Tuesday, March 4, 2014

Notes on Movies by Someone Not Surfing

On Friday I played hookie from afternoon work, taking my seven year old son to Hayao Miyazaki's The Wind Rises, a longish relatively unmagical animated biopic about the Japanese aeronautical engineer who designed the Japanese Zero. There are moments of magic, sure, but also moments (for me) of snooze-worthy bits. Bits, however, in which my son's nimble, young mind, routinely unsated and animation-addled, easily found the requisite sparks of excitement my older, slower moving one could not. In that film a mantra is repeated a few times, one in which an older character exhorts a younger one to push for excellence as one's lifespan of creativity really only lasts about ten years. At first this statement of artistic fact didn't faze me too much, but the second or third time, I started to feel uncomfortable. At what point in this mystical ten year period am I? Does this period even exist in such raw, undeterrable fashion? A depressing thought to come away with from a film made by a filmmaker who has always left me with the highest, hopeful feelings.

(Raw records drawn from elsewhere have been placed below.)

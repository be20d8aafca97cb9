//! Faculty leave requests and per-academic-year balances.
//!
//! Balances are never stored. Usage is summed over requests created inside
//! the current academic year, so allowances reset implicitly every July 1.

use std::collections::BTreeMap;

use chrono::{DateTime, FixedOffset, NaiveDate};
use serde::{Deserialize, Serialize};
use strum::{AsRefStr, Display, EnumIter, EnumString, IntoEnumIterator as _};

use crate::{Error, Result, attendance::FacultyId, policy::PortalPolicy};

#[derive(
  Debug, Clone, Copy, PartialEq, Eq, PartialOrd, Ord, Hash, Serialize, Deserialize,
  Display, EnumString, AsRefStr, EnumIter,
)]
pub enum LeaveType {
  #[serde(rename = "CL")]
  #[strum(serialize = "CL")]
  Casual,
  #[serde(rename = "SL")]
  #[strum(serialize = "SL")]
  Sick,
  #[serde(rename = "CO")]
  #[strum(serialize = "CO")]
  CompensatoryOff,
  #[serde(rename = "DL")]
  #[strum(serialize = "DL")]
  Duty,
}

impl LeaveType {
  pub fn from_code(code: &str) -> Result<Self> {
    code.trim().parse().map_err(|_| Error::UnknownLeaveType(code.to_owned()))
  }

  /// Days allowed per academic year; `None` for unlimited types.
  pub fn annual_limit(&self, policy: &PortalPolicy) -> Option<f64> {
    match self {
      Self::Casual => Some(policy.casual_leave_days),
      Self::Sick => Some(policy.sick_leave_days),
      Self::CompensatoryOff | Self::Duty => None,
    }
  }
}

#[derive(Debug, Clone, Copy, PartialEq, Eq, Serialize, Deserialize)]
#[serde(rename_all = "snake_case")]
pub enum LeaveDuration {
  HalfDay,
  FullDay,
  TwoDays,
  ThreeDays,
}

impl LeaveDuration {
  pub fn days(&self) -> f64 {
    match self {
      Self::HalfDay => 0.5,
      Self::FullDay => 1.0,
      Self::TwoDays => 2.0,
      Self::ThreeDays => 3.0,
    }
  }

  pub fn is_half_day(&self) -> bool { matches!(self, Self::HalfDay) }
}

// ─── Requests ────────────────────────────────────────────────────────────────

#[derive(Debug, Clone, PartialEq, Serialize, Deserialize)]
pub struct NewLeaveRequest {
  pub faculty_id:   FacultyId,
  pub leave_type:   LeaveType,
  pub start_date:   NaiveDate,
  pub end_date:     NaiveDate,
  pub duration:     LeaveDuration,
  /// Name of the colleague covering classes, if any.
  pub alt_faculty:  Option<String>,
  /// Creation time; decides which academic year the request counts against.
  pub requested_at: DateTime<FixedOffset>,
}

impl NewLeaveRequest {
  pub fn validate(&self) -> Result<()> {
    if self.end_date < self.start_date {
      return Err(Error::InvalidLeaveRange { start: self.start_date, end: self.end_date });
    }
    Ok(())
  }
}

/// A persisted leave request.
#[derive(Debug, Clone, PartialEq, Serialize, Deserialize)]
pub struct LeaveRequest {
  pub id:          i64,
  pub faculty_id:  FacultyId,
  pub leave_type:  LeaveType,
  pub start_date:  NaiveDate,
  pub end_date:    NaiveDate,
  pub is_half_day: bool,
  pub days_count:  f64,
  pub alt_faculty: Option<String>,
  pub created_at:  DateTime<FixedOffset>,
}

// ─── Usage and balances ──────────────────────────────────────────────────────

/// Days used per leave type within one academic year.
pub type LeaveUsage = BTreeMap<LeaveType, f64>;

/// `max(limit - used, 0)`.
pub fn leave_balance(used_days: f64, annual_limit: f64) -> f64 { (annual_limit - used_days).max(0.0) }

#[derive(Debug, Clone, Copy, PartialEq, Serialize)]
pub struct LeaveBalance {
  pub leave_type: LeaveType,
  pub limit:      f64,
  pub used:       f64,
  pub remaining:  f64,
}

/// Balances for every leave type that has an annual limit.
pub fn leave_balances(usage: &LeaveUsage, policy: &PortalPolicy) -> Vec<LeaveBalance> {
  LeaveType::iter()
    .filter_map(|leave_type| {
      let limit = leave_type.annual_limit(policy)?;
      let used = usage.get(&leave_type).copied().unwrap_or(0.0);
      Some(LeaveBalance { leave_type, limit, used, remaining: leave_balance(used, limit) })
    })
    .collect()
}

// ─── Tests ───────────────────────────────────────────────────────────────────

#[cfg(test)]
mod tests {
  use super::*;

  fn d(s: &str) -> NaiveDate { NaiveDate::parse_from_str(s, "%Y-%m-%d").unwrap() }

  fn ts(s: &str) -> DateTime<FixedOffset> { DateTime::parse_from_rfc3339(s).unwrap() }

  #[test]
  fn balance_never_goes_negative() {
    assert_eq!(leave_balance(3.0, 12.0), 9.0);
    assert_eq!(leave_balance(12.0, 12.0), 0.0);
    assert_eq!(leave_balance(14.5, 12.0), 0.0);
    assert_eq!(leave_balance(0.5, 6.0), 5.5);
  }

  #[test]
  fn codes_round_trip() {
    assert_eq!(LeaveType::from_code("CL").unwrap(), LeaveType::Casual);
    assert_eq!(LeaveType::Duty.to_string(), "DL");
    assert!(matches!(LeaveType::from_code("XL"), Err(Error::UnknownLeaveType(_))));
  }

  #[test]
  fn only_casual_and_sick_are_limited() {
    let policy = PortalPolicy::default();
    assert_eq!(LeaveType::Casual.annual_limit(&policy), Some(12.0));
    assert_eq!(LeaveType::Sick.annual_limit(&policy), Some(6.0));
    assert_eq!(LeaveType::CompensatoryOff.annual_limit(&policy), None);
    assert_eq!(LeaveType::Duty.annual_limit(&policy), None);
  }

  #[test]
  fn balances_cover_only_limited_types() {
    let usage = LeaveUsage::from([
      (LeaveType::Casual, 2.5),
      (LeaveType::Duty, 1.0),
    ]);
    let balances = leave_balances(&usage, &PortalPolicy::default());
    assert_eq!(balances.len(), 2);
    assert_eq!(balances[0].leave_type, LeaveType::Casual);
    assert_eq!(balances[0].used, 2.5);
    assert_eq!(balances[0].remaining, 9.5);
    assert_eq!(balances[1].leave_type, LeaveType::Sick);
    assert_eq!(balances[1].used, 0.0);
    assert_eq!(balances[1].remaining, 6.0);
  }

  #[test]
  fn durations() {
    assert_eq!(LeaveDuration::HalfDay.days(), 0.5);
    assert!(LeaveDuration::HalfDay.is_half_day());
    assert_eq!(LeaveDuration::ThreeDays.days(), 3.0);
    assert!(!LeaveDuration::TwoDays.is_half_day());
  }

  #[test]
  fn reversed_range_is_rejected() {
    let req = NewLeaveRequest {
      faculty_id:   1,
      leave_type:   LeaveType::Sick,
      start_date:   d("2025-08-05"),
      end_date:     d("2025-08-04"),
      duration:     LeaveDuration::FullDay,
      alt_faculty:  None,
      requested_at: ts("2025-08-01T10:00:00+05:30"),
    };
    assert!(matches!(req.validate(), Err(Error::InvalidLeaveRange { .. })));
  }
}
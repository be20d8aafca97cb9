//! JSON REST API for the campus portal.
//!
//! Exposes an axum [`Router`] backed by any [`campus_core::store::PortalStore`].
//! Auth, TLS, and transport concerns are the caller's responsibility.
//!
//! # Mounting
//!
//! ```rust,ignore
//! .nest("/api", campus_api::api_router(store.clone(), policy.clone()))
//! ```

pub mod assessment;
pub mod attendance;
pub mod calendar;
pub mod credits;
pub mod error;
pub mod feedback;
pub mod leave;

use std::sync::Arc;

use axum::{
  Router,
  routing::{get, post, put},
};
use campus_core::{policy::PortalPolicy, store::PortalStore};

pub use error::ApiError;

/// Shared state threaded through all handlers.
pub struct ApiState<S> {
  pub store:  Arc<S>,
  pub policy: Arc<PortalPolicy>,
}

impl<S> Clone for ApiState<S> {
  fn clone(&self) -> Self {
    Self { store: Arc::clone(&self.store), policy: Arc::clone(&self.policy) }
  }
}

/// Build a fully-materialised API router for `store`.
///
/// The returned `Router<()>` can be nested into any parent router regardless
/// of its own state type.
pub fn api_router<S>(store: Arc<S>, policy: Arc<PortalPolicy>) -> Router<()>
where
  S: PortalStore + 'static,
{
  Router::new()
    // Calendar
    .route("/academic-year", get(calendar::academic_year))
    .route("/year-level", get(calendar::year_level))
    // Attendance
    .route("/attendance/daily", post(attendance::save_daily::<S>))
    .route("/attendance/monthly", get(attendance::monthly::<S>))
    .route("/students/{id}/attendance", get(attendance::student_summary::<S>))
    // Feedback
    .route(
      "/feedback/window",
      put(feedback::set_window::<S>).get(feedback::get_window::<S>),
    )
    .route("/feedback/status", get(feedback::status::<S>))
    .route("/feedback", post(feedback::submit::<S>))
    .route("/faculty/{id}/feedback", get(feedback::entries::<S>))
    .route("/faculty/{id}/feedback-stats", get(feedback::stats::<S>))
    // Online tests
    .route("/tests/availability", post(assessment::availability))
    .route("/tests/score", post(assessment::score))
    // Leave
    .route("/leaves", post(leave::submit::<S>))
    .route("/faculty/{id}/leaves", get(leave::history::<S>))
    .route("/faculty/{id}/leave-balance", get(leave::balance::<S>))
    // Credits
    .route("/credits/progress", get(credits::progress))
    .route("/credits/promotion", post(credits::promotion))
    .with_state(ApiState { store, policy })
}
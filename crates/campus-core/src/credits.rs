//! Credit progress and year-end promotion checks.

use serde::{Deserialize, Serialize};

#[derive(Debug, Clone, Copy, PartialEq, Serialize)]
pub struct CreditProgress {
  /// Credits completed so far plus this semester's.
  pub total_after: f64,
  /// `total_after` as a percentage of the requirement; 0 when none is set.
  pub percent:     f64,
}

pub fn credit_progress(completed: f64, semester: f64, required: f64) -> CreditProgress {
  let total_after = completed + semester;
  let percent = if required > 0.0 { total_after / required * 100.0 } else { 0.0 };
  CreditProgress { total_after, percent }
}

// ─── Promotion ───────────────────────────────────────────────────────────────

/// The class a student is being promoted into.
#[derive(Debug, Clone, Copy, PartialEq, Eq, Serialize, Deserialize)]
pub enum PromotionTarget {
  #[serde(rename = "FY")]
  FirstYear,
  #[serde(rename = "SY")]
  SecondYear,
  #[serde(rename = "TY")]
  ThirdYear,
  #[serde(rename = "B.Tech")]
  BTech,
}

/// How the student entered the programme.
#[derive(Debug, Clone, Copy, PartialEq, Eq, Serialize, Deserialize)]
#[serde(rename_all = "snake_case")]
pub enum EntryRoute {
  FirstYear,
  /// Lateral entry straight into second year.
  DirectSecondYear,
}

#[derive(Debug, Clone, PartialEq, Serialize)]
pub struct PromotionRule {
  pub semesters: Vec<u8>,
  /// Fraction of the semesters' credits that must be earned.
  pub factor:    f64,
}

#[derive(Debug, Clone, Copy, PartialEq, Eq, Serialize, Deserialize)]
pub struct SemesterCredits {
  pub semester: u8,
  pub total:    u32,
  pub earned:   u32,
}

#[derive(Debug, Clone, Copy, PartialEq, Serialize)]
pub struct PromotionOutcome {
  pub total:      u64,
  pub earned:     u64,
  pub threshold:  f64,
  pub percentage: f64,
  pub promoted:   bool,
  /// Credits still needed to reach the threshold.
  pub shortfall:  f64,
}

impl PromotionRule {
  /// The rule for a target class and entry route; `None` for combinations the
  /// institution does not define (e.g. lateral entry into FY).
  pub fn lookup(target: PromotionTarget, route: EntryRoute) -> Option<Self> {
    use self::EntryRoute as R;
    use self::PromotionTarget as T;

    let (semesters, factor): (&[u8], f64) = match (target, route) {
      (T::ThirdYear, R::DirectSecondYear) => (&[3, 4], 0.60),
      (T::ThirdYear, R::FirstYear) => (&[1, 2, 3, 4], 0.80),
      (T::BTech, R::DirectSecondYear) => (&[3, 4, 5, 6], 0.80),
      (T::BTech, R::FirstYear) => (&[1, 2, 3, 4, 5, 6], 0.86),
      (T::SecondYear, R::FirstYear) => (&[1, 2], 0.60),
      (T::FirstYear, R::FirstYear) => (&[1, 2], 0.60),
      _ => return None,
    };
    Some(Self { semesters: semesters.to_vec(), factor })
  }

  /// Sum the rule's semesters (others are ignored) and compare against the
  /// threshold.
  pub fn evaluate(&self, credits: &[SemesterCredits]) -> PromotionOutcome {
    let relevant = credits.iter().filter(|c| self.semesters.contains(&c.semester));
    let (total, earned) = relevant.fold((0u64, 0u64), |(t, e), c| {
      (t.saturating_add(u64::from(c.total)), e.saturating_add(u64::from(c.earned)))
    });

    let (total_f, earned_f) = (total as f64, earned as f64);
    let threshold = total_f * self.factor;
    let percentage = if total > 0 { earned_f / total_f * 100.0 } else { 0.0 };

    PromotionOutcome {
      total,
      earned,
      threshold,
      percentage,
      promoted: earned_f >= threshold,
      shortfall: (threshold - earned_f).max(0.0),
    }
  }
}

Oscar night I was talking to one of the producers of another film I saw last week, telling him my theory about the emotional vacuum in his latest film and how I connected so much more with the last one. He accepted that, generously, as it was more or less a slight criticism leveled against his own work, but turned it around, saying he had many conversations with a certain sort of European viewer who found the narrative setting as moving, sentimental and touching in this one as I experienced in the American fatherless-boy-scout context of the last. This made me think.

The light is light earlier. The winds will shift quickly after. There will be a period between when the surf is good enough. Until then, you have to sit through meanderings about movies.